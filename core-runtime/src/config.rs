//! # Core Configuration
//!
//! Collects the host bridges the playback core runs on and validates them
//! before anything starts.
//!
//! ## Overview
//!
//! [`CoreConfig`] is built through [`CoreConfig::builder`]. Required
//! capabilities without a default fail fast with
//! [`Error::CapabilityMissing`] naming the missing bridge, so a host finds
//! out at start-up rather than on the first track selection.
//!
//! With the `desktop-shims` feature, HTTP and storage bridges fall back to
//! the `bridge-desktop` implementations. The engine factory and the
//! catalogue never have defaults: every host brings its own audio output and
//! its own track list.
//!
//! ## Usage
//!
//! ```ignore
//! use core_runtime::config::CoreConfig;
//! use std::sync::Arc;
//!
//! let config = CoreConfig::builder()
//!     .engine_factory(Arc::new(MyEngineFactory::new()))
//!     .catalogue(Arc::new(my_catalogue))
//!     .storage_dir("/var/lib/encore")
//!     .build()?;
//! ```

use crate::error::{Error, Result};
use crate::events::DEFAULT_EVENT_BUFFER_SIZE;
use bridge_traits::{Clock, EngineFactory, HttpClient, KeyValueStore, SystemClock};
use core_library::CatalogueProvider;
use std::path::PathBuf;
use std::sync::Arc;

/// Wired host capabilities for one player instance.
#[derive(Clone)]
pub struct CoreConfig {
    /// Fetches payloads from their locators.
    pub http_client: Arc<dyn HttpClient>,

    /// Persistent byte cache for audio payloads.
    pub payload_store: Arc<dyn KeyValueStore>,

    /// Persistent store for resume positions.
    pub position_store: Arc<dyn KeyValueStore>,

    /// Builds audio engine instances.
    pub engine_factory: Arc<dyn EngineFactory>,

    /// Wall clock for persisted timestamps.
    pub clock: Arc<dyn Clock>,

    /// Ordered track list consulted on every navigation decision.
    pub catalogue: Arc<dyn CatalogueProvider>,

    /// Capacity of the event bus channel.
    pub event_buffer_size: usize,
}

impl std::fmt::Debug for CoreConfig {
    fn fmt(&self, f: &mut std::fmt::Formatter<'_>) -> std::fmt::Result {
        f.debug_struct("CoreConfig")
            .field("http_client", &"HttpClient { ... }")
            .field("payload_store", &"KeyValueStore { ... }")
            .field("position_store", &"KeyValueStore { ... }")
            .field("engine_factory", &"EngineFactory { ... }")
            .field("clock", &"Clock { ... }")
            .field("catalogue", &"CatalogueProvider { ... }")
            .field("event_buffer_size", &self.event_buffer_size)
            .finish()
    }
}

impl CoreConfig {
    pub fn builder() -> CoreConfigBuilder {
        CoreConfigBuilder::default()
    }

    pub fn validate(&self) -> Result<()> {
        if self.event_buffer_size == 0 {
            return Err(Error::Config(
                "Event buffer size must be greater than 0".to_string(),
            ));
        }

        if self.event_buffer_size > 65_536 {
            return Err(Error::Config(
                "Event buffer size exceeds maximum of 65,536 events".to_string(),
            ));
        }

        Ok(())
    }
}

fn capability_missing(capability: &str, message: &str) -> Error {
    Error::CapabilityMissing {
        capability: capability.to_string(),
        message: message.to_string(),
    }
}

#[cfg(feature = "desktop-shims")]
fn provide_default_http_client() -> Result<Arc<dyn HttpClient>> {
    use bridge_desktop::ReqwestHttpClient;

    let client = ReqwestHttpClient::new().map_err(|e| Error::DefaultBridge {
        bridge: "HttpClient".to_string(),
        message: e.to_string(),
    })?;
    Ok(Arc::new(client))
}

#[cfg(not(feature = "desktop-shims"))]
fn provide_default_http_client() -> Result<Arc<dyn HttpClient>> {
    Err(capability_missing(
        "HttpClient",
        "HttpClient implementation is required to fetch audio payloads. \
         Desktop: enable the 'desktop-shims' feature to use ReqwestHttpClient. \
         Mobile/Web: inject the platform HTTP stack.",
    ))
}

#[cfg(feature = "desktop-shims")]
fn provide_default_store(
    storage_dir: Option<&PathBuf>,
    namespace: &str,
    persistent: bool,
) -> Result<Arc<dyn KeyValueStore>> {
    use bridge_desktop::FileKeyValueStore;

    let store = match storage_dir {
        Some(dir) => FileKeyValueStore::new(dir.join(namespace)),
        None if persistent => FileKeyValueStore::in_data_dir(namespace),
        None => FileKeyValueStore::in_cache_dir(namespace),
    };
    Ok(Arc::new(store))
}

#[cfg(not(feature = "desktop-shims"))]
fn provide_default_store(
    _storage_dir: Option<&PathBuf>,
    namespace: &str,
    _persistent: bool,
) -> Result<Arc<dyn KeyValueStore>> {
    Err(capability_missing(
        "KeyValueStore",
        &format!(
            "KeyValueStore implementation is required for {}. \
             Desktop: enable the 'desktop-shims' feature to use FileKeyValueStore. \
             Mobile/Web: inject platform storage (files, IndexedDB).",
            namespace
        ),
    ))
}

/// Builder for [`CoreConfig`].
#[derive(Default)]
pub struct CoreConfigBuilder {
    http_client: Option<Arc<dyn HttpClient>>,
    payload_store: Option<Arc<dyn KeyValueStore>>,
    position_store: Option<Arc<dyn KeyValueStore>>,
    engine_factory: Option<Arc<dyn EngineFactory>>,
    clock: Option<Arc<dyn Clock>>,
    catalogue: Option<Arc<dyn CatalogueProvider>>,
    storage_dir: Option<PathBuf>,
    event_buffer_size: Option<usize>,
}

impl CoreConfigBuilder {
    pub fn http_client(mut self, client: Arc<dyn HttpClient>) -> Self {
        self.http_client = Some(client);
        self
    }

    pub fn payload_store(mut self, store: Arc<dyn KeyValueStore>) -> Self {
        self.payload_store = Some(store);
        self
    }

    pub fn position_store(mut self, store: Arc<dyn KeyValueStore>) -> Self {
        self.position_store = Some(store);
        self
    }

    pub fn engine_factory(mut self, factory: Arc<dyn EngineFactory>) -> Self {
        self.engine_factory = Some(factory);
        self
    }

    pub fn clock(mut self, clock: Arc<dyn Clock>) -> Self {
        self.clock = Some(clock);
        self
    }

    pub fn catalogue(mut self, catalogue: Arc<dyn CatalogueProvider>) -> Self {
        self.catalogue = Some(catalogue);
        self
    }

    /// Root directory for the default desktop stores (`payloads/` and
    /// `positions/` beneath it). Ignored for stores injected explicitly.
    pub fn storage_dir<P: Into<PathBuf>>(mut self, path: P) -> Self {
        self.storage_dir = Some(path.into());
        self
    }

    pub fn event_buffer_size(mut self, size: usize) -> Self {
        self.event_buffer_size = Some(size);
        self
    }

    pub fn build(self) -> Result<CoreConfig> {
        let engine_factory = self.engine_factory.ok_or_else(|| {
            capability_missing(
                "EngineFactory",
                "EngineFactory implementation is required to play audio. \
                 Inject the host audio backend with .engine_factory().",
            )
        })?;

        let catalogue = self.catalogue.ok_or_else(|| {
            capability_missing(
                "CatalogueProvider",
                "CatalogueProvider implementation is required for track navigation. \
                 Use core_library::InMemoryCatalogue or inject the host library.",
            )
        })?;

        let http_client = match self.http_client {
            Some(client) => client,
            None => provide_default_http_client()?,
        };

        let payload_store = match self.payload_store {
            Some(store) => store,
            None => provide_default_store(self.storage_dir.as_ref(), "payloads", false)?,
        };

        let position_store = match self.position_store {
            Some(store) => store,
            None => provide_default_store(self.storage_dir.as_ref(), "positions", true)?,
        };

        let config = CoreConfig {
            http_client,
            payload_store,
            position_store,
            engine_factory,
            clock: self.clock.unwrap_or_else(|| Arc::new(SystemClock)),
            catalogue,
            event_buffer_size: self.event_buffer_size.unwrap_or(DEFAULT_EVENT_BUFFER_SIZE),
        };

        config.validate()?;

        Ok(config)
    }
}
################
(Assignment) An exact transcription of every record above is required.

(Exercise response)
filename core-runtime/src/config.rs
//! # Core Configuration
//!
//! Collects the host bridges the playback core runs on and validates them
//! before anything starts.
//!
//! ## Overview
//!
//! [`CoreConfig`] is built through [`CoreConfig::builder`]. Required
//! capabilities without a default fail fast with
//! [`Error::CapabilityMissing`] naming the missing bridge, so a host finds
//! out at start-up rather than on the first track selection.
//!
//! With the `desktop-shims` feature, HTTP and storage bridges fall back to
//! the `bridge-desktop` implementations. The engine factory and the
//! catalogue never have defaults: every host brings its own audio output and
//! its own track list.
//!
//! ## Usage
//!
//! ```ignore
//! use core_runtime::config::CoreConfig;
//! use std::sync::Arc;
//!
//! let config = CoreConfig::builder()
//!     .engine_factory(Arc::new(MyEngineFactory::new()))
//!     .catalogue(Arc::new(my_catalogue))
//!     .storage_dir("/var/lib/encore")
//!     .build()?;
//! ```

use crate::error::{Error, Result};
use crate::events::DEFAULT_EVENT_BUFFER_SIZE;
use bridge_traits::{Clock, EngineFactory, HttpClient, KeyValueStore, SystemClock};
use core_library::CatalogueProvider;
use std::path::PathBuf;
use std::sync::Arc;

/// Wired host capabilities for one player instance.
#[derive(Clone)]
pub struct CoreConfig {
    /// Fetches payloads from their locators.
    pub http_client: Arc<dyn HttpClient>,

    /// Persistent byte cache for audio payloads.
    pub payload_store: Arc<dyn KeyValueStore>,

    /// Persistent store for resume positions.
    pub position_store: Arc<dyn KeyValueStore>,

    /// Builds audio engine instances.
    pub engine_factory: Arc<dyn EngineFactory>,

    /// Wall clock for persisted timestamps.
    pub clock: Arc<dyn Clock>,

    /// Ordered track list consulted on every navigation decision.
    pub catalogue: Arc<dyn CatalogueProvider>,

    /// Capacity of the event bus channel.
    pub event_buffer_size: usize,
}

impl std::fmt::Debug for CoreConfig {
    fn fmt(&self, f: &mut std::fmt::Formatter<'_>) -> std::fmt::Result {
        f.debug_struct("CoreConfig")
            .field("http_client", &"HttpClient { ... }")
            .field("payload_store", &"KeyValueStore { ... }")
            .field("position_store", &"KeyValueStore { ... }")
            .field("engine_factory", &"EngineFactory { ... }")
            .field("clock", &"Clock { ... }")
            .field("catalogue", &"CatalogueProvider { ... }")
            .field("event_buffer_size", &self.event_buffer_size)
            .finish()
    }
}

impl CoreConfig {
    pub fn builder() -> CoreConfigBuilder {
        CoreConfigBuilder::default()
    }

    pub fn validate(&self) -> Result<()> {
        if self.event_buffer_size == 0 {
            return Err(Error::Config(
                "Event buffer size must be greater than 0".to_string(),
            ));
        }

        if self.event_buffer_size > 65_536 {
            return Err(Error::Config(
                "Event buffer size exceeds maximum of 65,536 events".to_string(),
            ));
        }

        Ok(())
    }
}

fn capability_missing(capability: &str, message: &str) -> Error {
    Error::CapabilityMissing {
        capability: capability.to_string(),
        message: message.to_string(),
    }
}

#[cfg(feature = "desktop-shims")]
fn provide_default_http_client() -> Result<Arc<dyn HttpClient>> {
    use bridge_desktop::ReqwestHttpClient;

    let client = ReqwestHttpClient::new().map_err(|e| Error::DefaultBridge {
        bridge: "HttpClient".to_string(),
        message: e.to_string(),
    })?;
    Ok(Arc::new(client))
}

#[cfg(not(feature = "desktop-shims"))]
fn provide_default_http_client() -> Result<Arc<dyn HttpClient>> {
    Err(capability_missing(
        "HttpClient",
        "HttpClient implementation is required to fetch audio payloads. \
         Desktop: enable the 'desktop-shims' feature to use ReqwestHttpClient. \
         Mobile/Web: inject the platform HTTP stack.",
    ))
}

#[cfg(feature = "desktop-shims")]
fn provide_default_store(
    storage_dir: Option<&PathBuf>,
    namespace: &str,
    persistent: bool,
) -> Result<Arc<dyn KeyValueStore>> {
    use bridge_desktop::FileKeyValueStore;

    let store = match storage_dir {
        Some(dir) => FileKeyValueStore::new(dir.join(namespace)),
        None if persistent => FileKeyValueStore::in_data_dir(namespace),
        None => FileKeyValueStore::in_cache_dir(namespace),
    };
    Ok(Arc::new(store))
}

#[cfg(not(feature = "desktop-shims"))]
fn provide_default_store(
    _storage_dir: Option<&PathBuf>,
    namespace: &str,
    _persistent: bool,
) -> Result<Arc<dyn KeyValueStore>> {
    Err(capability_missing(
        "KeyValueStore",
        &format!(
            "KeyValueStore implementation is required for {}. \
             Desktop: enable the 'desktop-shims' feature to use FileKeyValueStore. \
             Mobile/Web: inject platform storage (files, IndexedDB).",
            namespace
        ),
    ))
}

/// Builder for [`CoreConfig`].
#[derive(Default)]
pub struct CoreConfigBuilder {
    http_client: Option<Arc<dyn HttpClient>>,
    payload_store: Option<Arc<dyn KeyValueStore>>,
    position_store: Option<Arc<dyn KeyValueStore>>,
    engine_factory: Option<Arc<dyn EngineFactory>>,
    clock: Option<Arc<dyn Clock>>,
    catalogue: Option<Arc<dyn CatalogueProvider>>,
    storage_dir: Option<PathBuf>,
    event_buffer_size: Option<usize>,
}

impl CoreConfigBuilder {
    pub fn http_client(mut self, client: Arc<dyn HttpClient>) -> Self {
        self.http_client = Some(client);
        self
    }

    pub fn payload_store(mut self, store: Arc<dyn KeyValueStore>) -> Self {
        self.payload_store = Some(store);
        self
    }

    pub fn position_store(mut self, store: Arc<dyn KeyValueStore>) -> Self {
        self.position_store = Some(store);
        self
    }

    pub fn engine_factory(mut self, factory: Arc<dyn EngineFactory>) -> Self {
        self.engine_factory = Some(factory);
        self
    }

    pub fn clock(mut self, clock: Arc<dyn Clock>) -> Self {
        self.clock = Some(clock);
        self
    }

    pub fn catalogue(mut self, catalogue: Arc<dyn CatalogueProvider>) -> Self {
        self.catalogue = Some(catalogue);
        self
    }

    /// Root directory for the default desktop stores (`payloads/` and
    /// `positions/` beneath it). Ignored for stores injected explicitly.
    pub fn storage_dir<P: Into<PathBuf>>(mut self, path: P) -> Self {
        self.storage_dir = Some(path.into());
        self
    }

    pub fn event_buffer_size(mut self, size: usize) -> Self {
        self.event_buffer_size = Some(size);
        self
    }

    pub fn build(self) -> Result<CoreConfig> {
        let engine_factory = self.engine_factory.ok_or_else(|| {
            capability_missing(
                "EngineFactory",
                "EngineFactory implementation is required to play audio. \
                 Inject the host audio backend with .engine_factory().",
            )
        })?;

        let catalogue = self.catalogue.ok_or_else(|| {
            capability_missing(
                "CatalogueProvider",
                "CatalogueProvider implementation is required for track navigation. \
                 Use core_library::InMemoryCatalogue or inject the host library.",
            )
        })?;

        let http_client = match self.http_client {
            Some(client) => client,
            None => provide_default_http_client()?,
        };

        let payload_store = match self.payload_store {
            Some(store) => store,
            None => provide_default_store(self.storage_dir.as_ref(), "payloads", false)?,
        };

        let position_store = match self.position_store {
            Some(store) => store,
            None => provide_default_store(self.storage_dir.as_ref(), "positions", true)?,
        };

        let config = CoreConfig {
            http_client,
            payload_store,
            position_store,
            engine_factory,
            clock: self.clock.unwrap_or_else(|| Arc::new(SystemClock)),
            catalogue,
            event_buffer_size: self.event_buffer_size.unwrap_or(DEFAULT_EVENT_BUFFER_SIZE),
        };

        config.validate()?;

        Ok(config)
    }
}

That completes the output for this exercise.